Collected data entries
+--
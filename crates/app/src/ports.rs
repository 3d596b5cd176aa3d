//! Port definitions — traits that adapters implement.
//!
//! Ports are the boundaries between the application core and the outside world.
//! They are defined here (in `app`) so that both the use-case layer and the
//! adapter layer can depend on them without creating circular dependencies.

pub mod navigator;
pub mod transport;

pub use navigator::Navigator;
pub use transport::{ApiRequest, ApiResponse, Method, Transport};
//! Acknowledgements returned by the device's POST endpoints.
//!
//! The firmware is not consistent: credentials and restart answer a JSON
//! object (`{"message": "...", "success": true}`) while target updates answer
//! the plain text `targets updated`. [`DeviceAck::from_body`] accepts both.

use serde::{Deserialize, Serialize};

/// Acknowledgement of a write command.
#[derive(Debug, Clone, PartialEq, Eq, Default, Serialize, Deserialize)]
pub struct DeviceAck {
    #[serde(default)]
    pub message: Option<String>,
    #[serde(default)]
    pub success: Option<bool>,
}

impl DeviceAck {
    /// Decode a 2xx response body.
    ///
    /// A JSON object yields its `message` / `success` fields; anything else
    /// (plain text, a bare JSON string, an empty body) becomes the message.
    #[must_use]
    pub fn from_body(body: &[u8]) -> Self {
        if let Ok(ack) = serde_json::from_slice::<DeviceAck>(body) {
            return ack;
        }
        if let Ok(serde_json::Value::String(text)) = serde_json::from_slice(body) {
            return Self::from_text(&text);
        }
        Self::from_text(&String::from_utf8_lossy(body))
    }

    fn from_text(text: &str) -> Self {
        let text = text.trim();
        Self {
            message: (!text.is_empty()).then(|| text.to_string()),
            success: None,
        }
    }

    /// Whether the device explicitly reported a failure.
    #[must_use]
    pub fn is_rejected(&self) -> bool {
        self.success == Some(false)
    }
}

#[cfg(test)]
mod tests {
    use super::*;

    #[test]
    fn should_decode_json_ack() {
        let ack = DeviceAck::from_body(br#"{"message":"credentials updated","success":true}"#);
        assert_eq!(ack.message.as_deref(), Some("credentials updated"));
        assert_eq!(ack.success, Some(true));
        assert!(!ack.is_rejected());
    }

    #[test]
    fn should_decode_plain_text_ack() {
        let ack = DeviceAck::from_body(b"targets updated");
        assert_eq!(ack.message.as_deref(), Some("targets updated"));
        assert_eq!(ack.success, None);
    }

    #[test]
    fn should_decode_empty_body() {
        assert_eq!(DeviceAck::from_body(b""), DeviceAck::default());
    }

    #[test]
    fn should_report_explicit_failure() {
        let ack = DeviceAck::from_body(br#"{"success":false}"#);
        assert!(ack.is_rejected());
    }
}
//! Local `/api/...` endpoints.
//!
//! Only paths below `/api/` belong here; a bare `/api` is a page path like
//! any other. The exported client talks to the device directly; this server only
//! answers API calls made against itself during development. Every answer
//! carries permissive CORS headers, preflight requests succeed, and with the
//! mock enabled the WiFi scan returns canned networks after a simulated delay.

use axum::extract::State;
use axum::http::Method;
use axum::http::header::{
    ACCESS_CONTROL_ALLOW_HEADERS, ACCESS_CONTROL_ALLOW_METHODS, ACCESS_CONTROL_ALLOW_ORIGIN,
};
use axum::http::{HeaderValue, StatusCode};
use axum::response::{IntoResponse, Response};
use axum::routing::any;
use axum::{Json, Router, middleware};
use serde::Serialize;

use probehub_domain::wifi::{AuthMode, WifiNetwork, WifiScanResult};

use crate::state::AppState;

/// JSON error body returned by API endpoints.
#[derive(Serialize)]
struct ErrorBody {
    error: &'static str,
}

/// Routes for every path below `/api/`, to be merged into the top-level router.
pub fn routes(mock_api: bool) -> Router<AppState> {
    let router = Router::new()
        .route("/api/", any(fallback))
        .route("/api/{*rest}", any(fallback));
    let router = if mock_api {
        router
            .route("/api/v1/wifi/scan", any(mock_scan))
            .route("/api/wifi-scan", any(mock_scan))
    } else {
        router
    };
    router.layer(middleware::map_response(with_cors))
}

async fn with_cors(mut response: Response) -> Response {
    let headers = response.headers_mut();
    headers.insert(ACCESS_CONTROL_ALLOW_ORIGIN, HeaderValue::from_static("*"));
    headers.insert(
        ACCESS_CONTROL_ALLOW_METHODS,
        HeaderValue::from_static("GET, POST, PUT, DELETE, OPTIONS"),
    );
    headers.insert(
        ACCESS_CONTROL_ALLOW_HEADERS,
        HeaderValue::from_static("Content-Type, Authorization"),
    );
    response
}

async fn fallback(method: Method) -> Response {
    if method == Method::OPTIONS {
        return StatusCode::OK.into_response();
    }
    (
        StatusCode::NOT_FOUND,
        Json(ErrorBody {
            error: "API endpoint not found",
        }),
    )
        .into_response()
}

/// Answers the scan paths whatever the method, preflight aside.
async fn mock_scan(method: Method, State(state): State<AppState>) -> Response {
    if method == Method::OPTIONS {
        return StatusCode::OK.into_response();
    }
    tracing::debug!(delay = ?state.scan_delay, "simulating wifi scan");
    tokio::time::sleep(state.scan_delay).await;
    Json(mock_networks()).into_response()
}

/// Networks reported by the mock scan.
#[must_use]
pub fn mock_networks() -> WifiScanResult {
    let network = |ssid: &str, rssi| WifiNetwork {
        ssid: ssid.to_string(),
        rssi,
        authmode: AuthMode::WPA2_PSK,
    };
    WifiScanResult::from_networks(vec![
        network("MyHomeWiFi", -45),
        network("NeighborWiFi", -65),
        network("GuestNetwork", -70),
        network("HiddenNetwork", -80),
        network("OfficeWiFi", -55),
    ])
}

#[cfg(test)]
mod tests {
    use super::*;

    #[test]
    fn should_mock_five_secured_networks() {
        let result = mock_networks();
        assert_eq!(result.count, 5);
        assert_eq!(result.networks[0].ssid, "MyHomeWiFi");
        assert!(
            result
                .networks
                .iter()
                .all(|network| network.authmode == AuthMode::WPA2_PSK)
        );
    }
}
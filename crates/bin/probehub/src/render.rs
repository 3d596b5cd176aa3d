//! Plain-text rendering of device records.

use std::fmt::Write as _;

use chrono::Local;

use probehub_app::views::ProbeCard;
use probehub_domain::system::SystemInfo;
use probehub_domain::temperature::TemperatureUnit;
use probehub_domain::time::Timestamp;
use probehub_domain::wifi::{WifiNetwork, WifiStationInfo};

/// `12:04:31` in local time.
#[must_use]
pub fn clock(at: Timestamp) -> String {
    at.with_timezone(&Local).format("%H:%M:%S").to_string()
}

/// One dashboard card: `Probe 1  63°C → 71°C`.
#[allow(clippy::cast_precision_loss)]
#[must_use]
pub fn probe(card: &ProbeCard, unit: TemperatureUnit) -> String {
    let symbol = unit.symbol();
    format!(
        "{}  {:.0}°{symbol} → {:.0}°{symbol}",
        card.name,
        unit.from_celsius(card.current as f64),
        unit.from_celsius(card.target),
    )
}

/// All cards on one line, prefixed by the fetch time.
#[must_use]
pub fn readings(at: Option<Timestamp>, cards: &[ProbeCard], unit: TemperatureUnit) -> String {
    let stamp = at.map_or_else(|| "--:--:--".to_string(), clock);
    let probes: Vec<String> = cards.iter().map(|card| probe(card, unit)).collect();
    format!("[{stamp}] {}", probes.join(" | "))
}

#[must_use]
pub fn system_info(info: &SystemInfo) -> String {
    let mut out = format!("version: {}", info.version);
    if let Some(cores) = info.cores {
        let _ = write!(out, "\ncores:   {cores}");
    }
    for (key, value) in &info.extra {
        let _ = write!(out, "\n{key}: {value}");
    }
    out
}

#[must_use]
pub fn station(info: &WifiStationInfo) -> String {
    if info.is_connected() {
        format!("connected to {}", info.ssid)
    } else {
        "not connected".to_string()
    }
}

/// Scan results, strongest signal first.
#[must_use]
pub fn networks(networks: &[WifiNetwork]) -> String {
    if networks.is_empty() {
        return "no networks found".to_string();
    }
    let mut sorted: Vec<&WifiNetwork> = networks.iter().collect();
    sorted.sort_by(|left, right| right.rssi.cmp(&left.rssi));
    sorted
        .iter()
        .map(|network| {
            format!(
                "{:<32} {:>4} dBm  {}",
                network.display_name(),
                network.rssi,
                network.authmode.name()
            )
        })
        .collect::<Vec<_>>()
        .join("\n")
}

#[cfg(test)]
mod tests {
    use probehub_domain::probe::ProbeId;
    use probehub_domain::wifi::AuthMode;

    use super::*;

    fn card() -> ProbeCard {
        ProbeCard {
            probe: ProbeId::ALL[0],
            name: "Probe 1".to_string(),
            current: 100,
            target: 71.0,
        }
    }

    #[test]
    fn should_render_probe_in_celsius() {
        assert_eq!(probe(&card(), TemperatureUnit::Celsius), "Probe 1  100°C → 71°C");
    }

    #[test]
    fn should_convert_probe_to_fahrenheit() {
        assert_eq!(
            probe(&card(), TemperatureUnit::Fahrenheit),
            "Probe 1  212°F → 160°F"
        );
    }

    #[test]
    fn should_mark_missing_fetch_time() {
        let line = readings(None, &[card()], TemperatureUnit::Celsius);
        assert!(line.starts_with("[--:--:--] Probe 1"));
    }

    #[test]
    fn should_render_system_info_with_extra_fields() {
        let info: SystemInfo =
            serde_json::from_str(r#"{"version":"v5.1.2","cores":2,"model":"esp32"}"#).unwrap();
        assert_eq!(
            system_info(&info),
            "version: v5.1.2\ncores:   2\nmodel: \"esp32\""
        );
    }

    #[test]
    fn should_render_station_state() {
        assert_eq!(station(&WifiStationInfo::default()), "not connected");
        let info = WifiStationInfo {
            ssid: "Home".to_string(),
        };
        assert_eq!(station(&info), "connected to Home");
    }

    #[test]
    fn should_sort_networks_by_signal() {
        let network = |ssid: &str, rssi| WifiNetwork {
            ssid: ssid.to_string(),
            rssi,
            authmode: AuthMode::WPA2_PSK,
        };
        let rendered = networks(&[network("Far", -80), network("", -60), network("Near", -40)]);
        let names: Vec<&str> = rendered
            .lines()
            .map(|line| line.split("  ").next().unwrap_or_default().trim())
            .collect();
        assert_eq!(names, ["Near", "(Hidden Network)", "Far"]);
    }

    #[test]
    fn should_say_when_no_network_found() {
        assert_eq!(networks(&[]), "no networks found");
    }
}
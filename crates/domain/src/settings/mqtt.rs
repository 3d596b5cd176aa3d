//! MQTT / Home Assistant integration form.

use serde::{Deserialize, Serialize};

use crate::error::ValidationError;

use super::numeric_input_or;

/// Default MQTT broker port.
pub const DEFAULT_MQTT_PORT: u16 = 1883;

/// MQTT delivery guarantee.
#[derive(Debug, Clone, Copy, PartialEq, Eq, Default, Serialize, Deserialize)]
#[serde(try_from = "u8", into = "u8")]
pub enum Qos {
    /// At most once.
    #[default]
    AtMostOnce,
    /// At least once.
    AtLeastOnce,
    /// Exactly once.
    ExactlyOnce,
}

impl Qos {
    /// Clamp any integer onto the 0..=2 range.
    #[must_use]
    pub fn clamped(level: i64) -> Self {
        match level {
            i64::MIN..=0 => Self::AtMostOnce,
            1 => Self::AtLeastOnce,
            _ => Self::ExactlyOnce,
        }
    }

    /// Apply a raw form input; empty or non-numeric input means level 0.
    #[must_use]
    #[allow(clippy::cast_possible_truncation)]
    pub fn from_input(input: &str) -> Self {
        Self::clamped(numeric_input_or(input, 0.0).clamp(-1.0, 3.0) as i64)
    }

    #[must_use]
    pub fn level(self) -> u8 {
        match self {
            Self::AtMostOnce => 0,
            Self::AtLeastOnce => 1,
            Self::ExactlyOnce => 2,
        }
    }
}

impl TryFrom<u8> for Qos {
    type Error = String;

    fn try_from(level: u8) -> Result<Self, Self::Error> {
        match level {
            0 => Ok(Self::AtMostOnce),
            1 => Ok(Self::AtLeastOnce),
            2 => Ok(Self::ExactlyOnce),
            other => Err(format!("invalid QoS level {other}")),
        }
    }
}

impl From<Qos> for u8 {
    fn from(qos: Qos) -> Self {
        qos.level()
    }
}

/// MQTT settings form.
#[derive(Clone, PartialEq, Eq, Serialize, Deserialize)]
pub struct MqttSettings {
    pub enabled: bool,
    pub broker: String,
    pub port: u16,
    pub username: String,
    pub password: String,
    pub client_id: String,
    pub base_topic: String,
    pub discovery_prefix: String,
    pub retain_messages: bool,
    pub qos: Qos,
}

impl Default for MqttSettings {
    fn default() -> Self {
        Self {
            enabled: false,
            broker: String::new(),
            port: DEFAULT_MQTT_PORT,
            username: String::new(),
            password: String::new(),
            client_id: "thermometer".to_string(),
            base_topic: "homeassistant/sensor/thermometer".to_string(),
            discovery_prefix: "homeassistant".to_string(),
            retain_messages: true,
            qos: Qos::AtMostOnce,
        }
    }
}

impl std::fmt::Debug for MqttSettings {
    fn fmt(&self, f: &mut std::fmt::Formatter<'_>) -> std::fmt::Result {
        f.debug_struct("MqttSettings")
            .field("enabled", &self.enabled)
            .field("broker", &self.broker)
            .field("port", &self.port)
            .field("username", &self.username)
            .field("password", &"********")
            .field("client_id", &self.client_id)
            .field("base_topic", &self.base_topic)
            .field("discovery_prefix", &self.discovery_prefix)
            .field("retain_messages", &self.retain_messages)
            .field("qos", &self.qos)
            .finish()
    }
}

impl MqttSettings {
    /// Apply the raw port input; empty, non-numeric or out-of-range input
    /// resets it to 1883.
    #[allow(clippy::cast_possible_truncation, clippy::cast_sign_loss)]
    pub fn set_port_input(&mut self, input: &str) {
        let value = numeric_input_or(input, f64::from(DEFAULT_MQTT_PORT));
        self.port = if (0.0..=f64::from(u16::MAX)).contains(&value) {
            value as u16
        } else {
            DEFAULT_MQTT_PORT
        };
    }

    /// Check form invariants. A disabled integration is always valid.
    ///
    /// # Errors
    ///
    /// Returns [`ValidationError::MqttBrokerMissing`] or
    /// [`ValidationError::MqttPort`] for an enabled but incomplete form.
    pub fn validate(&self) -> Result<(), ValidationError> {
        if !self.enabled {
            return Ok(());
        }
        if self.broker.trim().is_empty() {
            return Err(ValidationError::MqttBrokerMissing);
        }
        if self.port == 0 {
            return Err(ValidationError::MqttPort);
        }
        Ok(())
    }
}

#[cfg(test)]
mod tests {
    use super::*;

    #[test]
    fn should_default_to_home_assistant_topics() {
        let settings = MqttSettings::default();
        assert!(!settings.enabled);
        assert_eq!(settings.port, 1883);
        assert_eq!(settings.client_id, "thermometer");
        assert_eq!(settings.base_topic, "homeassistant/sensor/thermometer");
        assert_eq!(settings.discovery_prefix, "homeassistant");
        assert!(settings.retain_messages);
        assert_eq!(settings.qos, Qos::AtMostOnce);
    }

    #[test]
    fn should_clamp_qos_input() {
        assert_eq!(Qos::from_input("5"), Qos::ExactlyOnce);
        assert_eq!(Qos::from_input("-3"), Qos::AtMostOnce);
        assert_eq!(Qos::from_input("1"), Qos::AtLeastOnce);
        assert_eq!(Qos::from_input(""), Qos::AtMostOnce);
    }

    #[test]
    fn should_serialize_qos_as_level() {
        assert_eq!(serde_json::to_value(Qos::ExactlyOnce).unwrap(), 2);
        assert!(serde_json::from_str::<Qos>("3").is_err());
    }

    #[test]
    fn should_reset_port_on_garbage_input() {
        let mut settings = MqttSettings::default();
        settings.set_port_input("8883");
        assert_eq!(settings.port, 8883);
        settings.set_port_input("");
        assert_eq!(settings.port, 1883);
        settings.set_port_input("70000");
        assert_eq!(settings.port, 1883);
    }

    #[test]
    fn should_require_broker_when_enabled() {
        let mut settings = MqttSettings {
            enabled: true,
            ..MqttSettings::default()
        };
        assert_eq!(settings.validate(), Err(ValidationError::MqttBrokerMissing));
        settings.broker = "192.168.1.100".to_string();
        assert!(settings.validate().is_ok());
    }

    #[test]
    fn should_hide_password_in_debug_output() {
        let settings = MqttSettings {
            password: "s3cret".to_string(),
            ..MqttSettings::default()
        };
        assert!(!format!("{settings:?}").contains("s3cret"));
    }
}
+--
Search the entries for the word "AppState" and report how many lines contain it, as a bare number.

Response to this exercise
3